Anti-Fat Bias and Weight Inclusive Eating Disorder Treatment with Mel Ciavucco
If Recovery Still Tells People Not to Be Fat, Is It Really Recovery?
In this week's episode with Mel, we were talking about how, for so many people with eating disorders, the deepest fear is not just food or weight gain in itself, but what weight gain represents. What it might mean socially. How other people might see them. Whether they would still be accepted, valued, loved, or safe in their body.
And it struck me again just how often eating disorder treatment misses that.
In theory, we say recovery is about freedom. It is about healing your relationship with food, body, and self. But in practice, many people still receive messages that recovery is acceptable only up to a point. Restore some weight, but not too much. Challenge the eating disorder, but do not become “too big.” Feel better, but stay within the boundaries of what society finds acceptable.
That is not freedom. That is just another rule.

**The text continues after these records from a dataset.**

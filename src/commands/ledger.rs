// Copyright (c) 2025 Soumyadip Sarkar.
// All rights reserved.
//
// This source code is licensed under the license found in the
// LICENSE file in the root directory of this source tree.

use crate::ledger::{EntryFilter, LedgerEntry, MovementKind};
use crate::models::AccountRef;
use crate::store;
use crate::utils::{fmt_money, fmt_opt_money, maybe_print_json, parse_timestamp, pretty_table};
use anyhow::{Context, Result};
use rusqlite::Connection;

pub fn handle(conn: &Connection, m: &clap::ArgMatches) -> Result<()> {
    match m.subcommand() {
        Some(("list", sub)) => list(conn, sub)?,
        _ => {}
    }
    Ok(())
}

pub fn filter_from_args(sub: &clap::ArgMatches) -> Result<EntryFilter> {
    let mut filter = EntryFilter::all();
    if let Some(raw) = sub.get_one::<String>("account") {
        let account = raw
            .parse::<AccountRef>()
            .with_context(|| format!("Invalid account '{}'", raw.trim()))?;
        filter = filter.for_account(account);
    }
    if let Some(raw) = sub.get_one::<String>("kind") {
        filter = filter.of_kind(raw.parse::<MovementKind>()?);
    }
    let from = sub
        .get_one::<String>("from")
        .map(|s| parse_timestamp(s))
        .transpose()?;
    let until = sub
        .get_one::<String>("until")
        .map(|s| parse_timestamp(s))
        .transpose()?;
    Ok(filter.between(from, until))
}

pub fn query_rows(conn: &Connection, sub: &clap::ArgMatches) -> Result<Vec<LedgerEntry>> {
    let filter = filter_from_args(sub)?;
    let limit = sub.get_one::<usize>("limit").copied();
    store::query_entries(conn, &filter, limit)
}

fn list(conn: &Connection, sub: &clap::ArgMatches) -> Result<()> {
    let json_flag = sub.get_flag("json");
    let jsonl_flag = sub.get_flag("jsonl");
    let data = query_rows(conn, sub)?;
    if !maybe_print_json(json_flag, jsonl_flag, &data)? {
        let rows: Vec<Vec<String>> = data
            .iter()
            .map(|e| {
                vec![
                    e.id.to_string(),
                    e.timestamp.format("%Y-%m-%d %H:%M").to_string(),
                    e.kind.to_string(),
                    e.source.as_ref().map(|r| r.to_string()).unwrap_or_default(),
                    e.destination.as_ref().map(|r| r.to_string()).unwrap_or_default(),
                    fmt_money(&e.amount),
                    fmt_money(&e.fee),
                    fmt_money(&e.commission),
                    fmt_opt_money(e.source_balance_after.as_ref()),
                    fmt_opt_money(e.destination_balance_after.as_ref()),
                    e.description.clone(),
                ]
            })
            .collect();
        println!(
            "{}",
            pretty_table(
                &[
                    "ID", "When", "Kind", "From", "To", "Amount", "Fee", "Comm.", "From after",
                    "To after", "Description",
                ],
                rows,
            )
        );
    }
    Ok(())
}
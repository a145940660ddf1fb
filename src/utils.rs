// Copyright (c) 2025 Soumyadip Sarkar.
// All rights reserved.
//
// This source code is licensed under the license found in the
// LICENSE file in the root directory of this source tree.

use anyhow::{Context, Result};
use chrono::{DateTime, NaiveDate, TimeZone, Utc};
use comfy_table::{Cell, Table, presets::UTF8_FULL};
use rusqlite::{Connection, OptionalExtension, params};
use rust_decimal::Decimal;

pub fn parse_date(s: &str) -> Result<NaiveDate> {
    NaiveDate::parse_from_str(s, "%Y-%m-%d")
        .with_context(|| format!("Invalid date '{}', expected YYYY-MM-DD", s))
}

/// Accepts RFC 3339 or a bare `YYYY-MM-DD` (midnight UTC).
pub fn parse_timestamp(s: &str) -> Result<DateTime<Utc>> {
    let s = s.trim();
    if let Ok(ts) = DateTime::parse_from_rfc3339(s) {
        return Ok(ts.with_timezone(&Utc));
    }
    let midnight = parse_date(s)?
        .and_hms_opt(0, 0, 0)
        .with_context(|| format!("Invalid date '{}'", s))?;
    Ok(Utc.from_utc_datetime(&midnight))
}

pub fn parse_decimal(s: &str) -> Result<Decimal> {
    s.trim()
        .parse::<Decimal>()
        .with_context(|| format!("Invalid decimal '{}'", s))
}

/// Parses an optional money column; empty text means "not set".
pub fn parse_opt_decimal(s: Option<&str>) -> Result<Option<Decimal>> {
    match s.map(str::trim).filter(|v| !v.is_empty()) {
        Some(v) => Ok(Some(parse_decimal(v)?)),
        None => Ok(None),
    }
}

pub fn fmt_money(d: &Decimal) -> String {
    format!("{:.2}", d)
}

pub fn fmt_opt_money(d: Option<&Decimal>) -> String {
    d.map(fmt_money).unwrap_or_else(|| "-".to_string())
}

pub fn pretty_table(headers: &[&str], rows: Vec<Vec<String>>) -> Table {
    let mut t = Table::new();
    t.load_preset(UTF8_FULL);
    t.set_header(headers.iter().map(|h| Cell::new(*h)));
    for r in rows {
        t.add_row(r.into_iter().map(Cell::new));
    }
    t
}

pub fn get_setting(conn: &Connection, key: &str) -> Result<Option<String>> {
    let v: Option<String> = conn
        .query_row(
            "SELECT value FROM settings WHERE key=?1",
            params![key],
            |r| r.get(0),
        )
        .optional()?;
    Ok(v)
}

pub fn set_setting(conn: &Connection, key: &str, value: &str) -> Result<()> {
    conn.execute(
        "INSERT INTO settings(key, value) VALUES(?1, ?2)
         ON CONFLICT(key) DO UPDATE SET value=excluded.value",
        params![key, value],
    )?;
    Ok(())
}

pub fn maybe_print_json<T: serde::Serialize>(
    json_flag: bool,
    jsonl_flag: bool,
    v: &T,
) -> Result<bool> {
    if json_flag {
        println!("{}", serde_json::to_string_pretty(v)?);
        return Ok(true);
    }
    if jsonl_flag {
        // If v is an array, stream each element; else stream single line
        let val = serde_json::to_value(v)?;
        if let Some(arr) = val.as_array() {
            for item in arr {
                println!("{}", serde_json::to_string(item)?);
            }
        } else {
            println!("{}", serde_json::to_string(&val)?);
        }
        return Ok(true);
    }
    Ok(false)
}

#[cfg(test)]
mod tests {
    use super::*;

    #[test]
    fn timestamps_accept_dates_and_rfc3339() {
        let day = parse_timestamp("2025-04-02").unwrap();
        assert_eq!(day.to_rfc3339(), "2025-04-02T00:00:00+00:00");
        let exact = parse_timestamp("2025-04-02T10:15:00+02:00").unwrap();
        assert_eq!(exact.to_rfc3339(), "2025-04-02T08:15:00+00:00");
        assert!(parse_timestamp("02/04/2025").is_err());
    }

    #[test]
    fn optional_decimals_treat_blank_as_unset() {
        assert_eq!(parse_opt_decimal(Some("  ")).unwrap(), None);
        assert_eq!(parse_opt_decimal(None).unwrap(), None);
        assert_eq!(
            parse_opt_decimal(Some(" 12.50 ")).unwrap(),
            Some(Decimal::new(1250, 2))
        );
        assert!(parse_opt_decimal(Some("abc")).is_err());
    }

    #[test]
    fn money_formats_with_two_places() {
        assert_eq!(fmt_money(&Decimal::from(5)), "5.00");
        assert_eq!(fmt_opt_money(None), "-");
    }
}
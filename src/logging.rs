// Copyright (c) 2025 Soumyadip Sarkar.
// All rights reserved.
//
// This source code is licensed under the license found in the
// LICENSE file in the root directory of this source tree.

use std::sync::Once;
use tracing_subscriber::{EnvFilter, fmt};

static TRACING_INIT: Once = Once::new();

pub const DEFAULT_DIRECTIVE: &str = "moneyrail=info";

/// Installs the global subscriber once. `RUST_LOG` adds to the default
/// directive; output goes to stderr so JSON on stdout stays clean.
pub fn init_tracing() {
    TRACING_INIT.call_once(|| {
        let mut filter = EnvFilter::from_default_env();
        if let Ok(directive) = DEFAULT_DIRECTIVE.parse() {
            filter = filter.add_directive(directive);
        }
        let _ = fmt()
            .with_env_filter(filter)
            .with_writer(std::io::stderr)
            .with_target(false)
            .try_init();
    });
}
// Copyright (c) 2025 Soumyadip Sarkar.
// All rights reserved.
//
// This source code is licensed under the license found in the
// LICENSE file in the root directory of this source tree.

use clap::{Arg, ArgAction, Command, value_parser};

fn json_flags(cmd: Command) -> Command {
    cmd.arg(
        Arg::new("json")
            .long("json")
            .action(ArgAction::SetTrue)
            .conflicts_with("jsonl")
            .help("Print as pretty JSON"),
    )
    .arg(
        Arg::new("jsonl")
            .long("jsonl")
            .action(ArgAction::SetTrue)
            .help("Print as JSON lines"),
    )
}

fn account_arg() -> Arg {
    Arg::new("account")
        .long("account")
        .required(true)
        .help("Account reference KIND:ID, e.g. bank:main")
}

fn movement_args(cmd: Command, from: bool, to: bool) -> Command {
    let mut cmd = cmd;
    if from {
        cmd = cmd.arg(
            Arg::new("from")
                .long("from")
                .required(true)
                .help("Source account KIND:ID"),
        );
    }
    if to {
        cmd = cmd.arg(
            Arg::new("to")
                .long("to")
                .required(true)
                .help("Destination account KIND:ID"),
        );
    }
    cmd.arg(Arg::new("amount").long("amount").required(true))
        .arg(
            Arg::new("fee-fixed")
                .long("fee-fixed")
                .conflicts_with("fee-percent")
                .help("Flat fee charged to the source"),
        )
        .arg(
            Arg::new("fee-percent")
                .long("fee-percent")
                .help("Fee as a percent of the amount, e.g. 2.5"),
        )
        .arg(
            Arg::new("commission")
                .long("commission")
                .help("Extra value credited to the destination"),
        )
        .arg(Arg::new("description").long("description").short('d'))
        .arg(
            Arg::new("date")
                .long("date")
                .help("YYYY-MM-DD or RFC 3339 timestamp (default: now)"),
        )
        .arg(
            Arg::new("count-destination-limits")
                .long("count-destination-limits")
                .action(ArgAction::SetTrue)
                .conflicts_with("skip-destination-limits"),
        )
        .arg(
            Arg::new("skip-destination-limits")
                .long("skip-destination-limits")
                .action(ArgAction::SetTrue),
        )
}

pub fn build_cli() -> Command {
    Command::new("moneyrail")
        .version(clap::crate_version!())
        .about("Move money between bank, vault, e-wallet, prepaid and credit card accounts")
        .subcommand(Command::new("init").about("Create the database"))
        .subcommand(
            Command::new("account")
                .about("Manage accounts")
                .subcommand(
                    Command::new("add")
                        .arg(
                            Arg::new("kind")
                                .long("kind")
                                .required(true)
                                .help("bank|vault|ewallet|prepaid|credit"),
                        )
                        .arg(Arg::new("id").long("id").required(true))
                        .arg(Arg::new("name").long("name").required(true))
                        .arg(Arg::new("balance").long("balance"))
                        .arg(Arg::new("credit-limit").long("credit-limit"))
                        .arg(Arg::new("owed").long("owed"))
                        .arg(Arg::new("daily-limit").long("daily-limit"))
                        .arg(Arg::new("monthly-limit").long("monthly-limit"))
                        .arg(Arg::new("tx-limit").long("tx-limit"))
                        .arg(Arg::new("max-capacity").long("max-capacity"))
                        .arg(Arg::new("min-balance").long("min-balance"))
                        .arg(
                            Arg::new("daily-withdrawal-limit").long("daily-withdrawal-limit"),
                        ),
                )
                .subcommand(json_flags(Command::new("list")))
                .subcommand(Command::new("rm").arg(account_arg()))
                .subcommand(Command::new("balance").arg(account_arg()))
                .subcommand(Command::new("activate").arg(account_arg()))
                .subcommand(Command::new("deactivate").arg(account_arg()))
                .subcommand(
                    Command::new("reset-usage")
                        .about("Reset usage counters (daily and/or monthly)")
                        .arg(Arg::new("daily").long("daily").action(ArgAction::SetTrue))
                        .arg(
                            Arg::new("monthly")
                                .long("monthly")
                                .action(ArgAction::SetTrue),
                        ),
                ),
        )
        .subcommand(
            Command::new("move")
                .about("Submit a movement")
                .subcommand(movement_args(
                    Command::new("deposit").about("Credit an account from outside"),
                    false,
                    true,
                ))
                .subcommand(movement_args(
                    Command::new("withdraw").about("Debit an account to outside"),
                    true,
                    false,
                ))
                .subcommand(movement_args(
                    Command::new("transfer").about("Move money between two accounts"),
                    true,
                    true,
                ))
                .subcommand(movement_args(
                    Command::new("pay").about("Pay down a credit card"),
                    true,
                    true,
                )),
        )
        .subcommand(
            Command::new("ledger").subcommand(json_flags(
                Command::new("list")
                    .arg(Arg::new("account").long("account"))
                    .arg(Arg::new("kind").long("kind"))
                    .arg(Arg::new("from").long("from"))
                    .arg(Arg::new("until").long("until"))
                    .arg(
                        Arg::new("limit")
                            .long("limit")
                            .value_parser(value_parser!(usize)),
                    ),
            )),
        )
        .subcommand(
            Command::new("import").subcommand(
                json_flags(Command::new("movements"))
                    .arg(Arg::new("path").long("path").required(true)),
            ),
        )
        .subcommand(
            Command::new("config")
                .about("Engine settings")
                .subcommand(Command::new("get").arg(Arg::new("key").required(true)))
                .subcommand(
                    Command::new("set")
                        .arg(Arg::new("key").required(true))
                        .arg(Arg::new("value").required(true)),
                )
                .subcommand(Command::new("list")),
        )
        .subcommand(Command::new("doctor").about("Check stored state against invariants"))
}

In this episode of the Full of Beans Podcast, Mel and I talk about weight stigma, anti-fat bias, and why these conversations need to be happening far more openly in eating disorder spaces. Mel shares both professional insight and lived experience, speaking so honestly about what it means to navigate a world where larger bodies are so often judged, medicalised, or treated as problems to be solved.
One of the most important parts of our conversation was around treatment itself. We spoke about how people in larger bodies are often overlooked in eating disorder services, misdirected into weight management, or left feeling as though their struggles are not valid because they do not fit the stereotype of what an eating disorder is supposed to look like. That stereotype causes enormous harm.
We also explored something I think many people in recovery will recognise: being told, either directly or indirectly, “don’t worry, we won’t let you get fat.”
I understand why comments like that happen. Often they come from professionals who are trying to reassure someone whose biggest fear is weight gain. But reassurance like that does not challenge the fear. It validates it. It tells the eating disorder that yes, being fat really would be the worst thing, but don’t worry, we’ll protect you from it.
What Mel speaks to so powerfully is the need for more curiosity. More honesty. More willingness to ask: what is it that feels so unbearable about being in a larger body? Where did that belief come from? Who taught us that? And is it actually true?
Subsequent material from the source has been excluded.